Dutch university boffins working with meteorological experts and, er, T-Mobile have mapped rainfall using records of radio attenuation, producing real-time maps as good as radar and a lot cheaper. Not that they tried real-time first: as the writeup in the National Academy of Sciences explains, the proof-of-concept uses …
A question would be how vague the operators are about stating the exact location of their masts and how much does that affect any derived weather modelling.
Note this would be for weather modelling and nowcasting rather than climate change.
Thumbs up for clever use of data to derive secondary information.
As to why it's never been done before I guess the operators never cared (it's a problem they can't do anything about other than re-site their masts) and the researchers who never asked, probably because they either didn't think the operators kept this sort of data or would not release it to them.
Ok I knew I heard this before
Ignoring the fact the Beeb reported this 2 days ago...
Similar research from quite a few years back, although not quite the same.
not all of us read every article on the Beeb, so the Reg's rebroadcasting of it here means that I for one would never have known about this had they not done so.
Just because a news site doesn't print a story within 5 minutes of it breaking doesn't mean the story is no longer relevant.
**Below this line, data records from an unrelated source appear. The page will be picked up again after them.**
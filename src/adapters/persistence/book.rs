use async_trait::async_trait;
use sqlx::{Postgres, QueryBuilder, Row};
use uuid::Uuid;

use crate::{
    adapters::persistence::PostgresPersistence,
    app_error::{AppError, AppResult},
    entities::book::{Book, BookDraft, BookFilter, CoverImage},
    use_cases::book::BookRepo,
};

const SELECT_COLS: &str = r#"
    id, title, author, publish_date, page_count, description,
    cover_image, cover_image_type, created_at
"#;

fn row_to_book(row: sqlx::postgres::PgRow) -> Book {
    let cover_data: Option<Vec<u8>> = row.get("cover_image");
    let cover_image_type: Option<String> = row.get("cover_image_type");
    let cover = match (cover_data, &cover_image_type) {
        (Some(data), Some(mime_type)) => Some(CoverImage {
            data,
            mime_type: mime_type.clone(),
        }),
        _ => None,
    };
    Book {
        id: row.get("id"),
        title: row.get("title"),
        author: row.get("author"),
        publish_date: row.get("publish_date"),
        page_count: row.get("page_count"),
        description: row.get("description"),
        cover,
        cover_image_type,
        created_at: row.get("created_at"),
    }
}

/// Pushes the listing filters. Caller must have pushed `WHERE TRUE` already.
fn push_book_filters(builder: &mut QueryBuilder<'_, Postgres>, filter: &BookFilter) {
    if let Some(pattern) = &filter.title_pattern {
        builder.push(" AND title ~* ").push_bind(pattern.clone());
    }
    if let Some(author) = &filter.author {
        builder.push(" AND author = ").push_bind(author.clone());
    }
    if let Some(before) = filter.published_before {
        builder.push(" AND publish_date <= ").push_bind(before);
    }
    if let Some(after) = filter.published_after {
        builder.push(" AND publish_date >= ").push_bind(after);
    }
}

#[async_trait]
impl BookRepo for PostgresPersistence {
    async fn create(&self, draft: &BookDraft) -> AppResult<Book> {
        let id = Uuid::new_v4();
        let row = sqlx::query(&format!(
            r#"
                INSERT INTO books (id, title, author, publish_date, page_count, description, cover_image, cover_image_type)
                VALUES ($1, $2, $3, $4, $5, $6, $7, $8)
                RETURNING {SELECT_COLS}
            "#
        ))
        .bind(id)
        .bind(&draft.title)
        .bind(&draft.author)
        .bind(draft.publish_date)
        .bind(draft.page_count)
        .bind(&draft.description)
        .bind(draft.cover.as_ref().map(|c| c.data.clone()))
        .bind(draft.cover.as_ref().map(|c| c.mime_type.clone()))
        .fetch_one(self.pool())
        .await
        .map_err(AppError::from)?;
        Ok(row_to_book(row))
    }

    async fn get_by_id(&self, id: Uuid) -> AppResult<Option<Book>> {
        let row = sqlx::query(&format!("SELECT {SELECT_COLS} FROM books WHERE id = $1"))
            .bind(id)
            .fetch_optional(self.pool())
            .await
            .map_err(AppError::from)?;
        Ok(row.map(row_to_book))
    }

    async fn list(&self, filter: &BookFilter) -> AppResult<Vec<Book>> {
        let mut builder: QueryBuilder<Postgres> =
            QueryBuilder::new(format!("SELECT {SELECT_COLS} FROM books WHERE TRUE"));
        push_book_filters(&mut builder, filter);
        if filter.newest_first {
            builder.push(" ORDER BY created_at DESC");
        } else {
            builder.push(" ORDER BY created_at ASC");
        }
        if let Some(limit) = filter.limit {
            builder.push(" LIMIT ").push_bind(limit);
        }

        let rows = builder
            .build()
            .fetch_all(self.pool())
            .await
            .map_err(AppError::from)?;
        Ok(rows.into_iter().map(row_to_book).collect())
    }

    async fn update(&self, id: Uuid, draft: &BookDraft) -> AppResult<Book> {
        // A NULL cover keeps the stored one.
        let row = sqlx::query(&format!(
            r#"
                UPDATE books
                SET title = $2,
                    author = $3,
                    publish_date = $4,
                    page_count = $5,
                    description = $6,
                    cover_image = COALESCE($7, cover_image),
                    cover_image_type = COALESCE($8, cover_image_type)
                WHERE id = $1
                RETURNING {SELECT_COLS}
            "#
        ))
        .bind(id)
        .bind(&draft.title)
        .bind(&draft.author)
        .bind(draft.publish_date)
        .bind(draft.page_count)
        .bind(&draft.description)
        .bind(draft.cover.as_ref().map(|c| c.data.clone()))
        .bind(draft.cover.as_ref().map(|c| c.mime_type.clone()))
        .fetch_optional(self.pool())
        .await
        .map_err(AppError::from)?;
        row.map(row_to_book).ok_or(AppError::NotFound)
    }

    async fn delete(&self, id: Uuid) -> AppResult<Option<Book>> {
        let row = sqlx::query(&format!(
            "DELETE FROM books WHERE id = $1 RETURNING {SELECT_COLS}"
        ))
        .bind(id)
        .fetch_optional(self.pool())
        .await
        .map_err(AppError::from)?;
        Ok(row.map(row_to_book))
    }
}
pub mod auth_service;
pub mod author_service;
pub mod http;
pub mod persistence;
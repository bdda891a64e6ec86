use crate::app_error::{AppError, ErrorCode};
use axum::Json;
use axum::{
    http::StatusCode,
    response::{IntoResponse, Response},
};

impl IntoResponse for AppError {
    fn into_response(self) -> Response {
        // Log the error before it gets converted into a status response.
        tracing::error!(error = ?self, "Request failed");

        match self {
            AppError::Database(_) => {
                error_resp(StatusCode::INTERNAL_SERVER_ERROR, ErrorCode::DatabaseError, None)
            }
            AppError::InvalidInput(msg) => {
                error_resp(StatusCode::BAD_REQUEST, ErrorCode::InvalidInput, Some(msg))
            }
            AppError::NotFound => error_resp(StatusCode::NOT_FOUND, ErrorCode::NotFound, None),
            AppError::Upstream(_) => {
                error_resp(StatusCode::BAD_GATEWAY, ErrorCode::UpstreamError, None)
            }
            AppError::Internal(_) => {
                error_resp(StatusCode::INTERNAL_SERVER_ERROR, ErrorCode::InternalError, None)
            }
        }
    }
}

fn error_resp(status: StatusCode, code: ErrorCode, message: Option<String>) -> Response {
    let body = match message {
        Some(msg) => serde_json::json!({ "code": code.as_str(), "message": msg }),
        None => serde_json::json!({ "code": code.as_str() }),
    };
    (status, Json(body)).into_response()
}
I'm happy to wait two days
for the puns.
"Pinging in the rain" - love it.
Make sharing data a part of the licence agreement
If they want to use microwave links, make them cough up statistics as part of the deal.
Re: Make sharing data a part of the licence agreement
Combine it with data from sky stb's (relative signal strengths from hour to hour) and you've got a hell of a lot more data points.
As most networks, includung T-mobile, have massive gaps in their networks how were they able to be so precise?
Is "includung T-mobile" a comment on the sh!tty nature of the coverage?
More seriously, we could crowdsource the locations of the sodding EE masts. I have an app called Llama installed on my Android phone the purpose of which is to automate actions depending on where it finds itself in relation to cell towers, which it uniquely identifies, with the time it came within range. If enough people correlated their GPS positions with picking up/dropping certain cells we could locate the damn things well enough, I guess. Oh, wait, wasn't it something like this that got Aubrey, Berry and Campbell into hot water?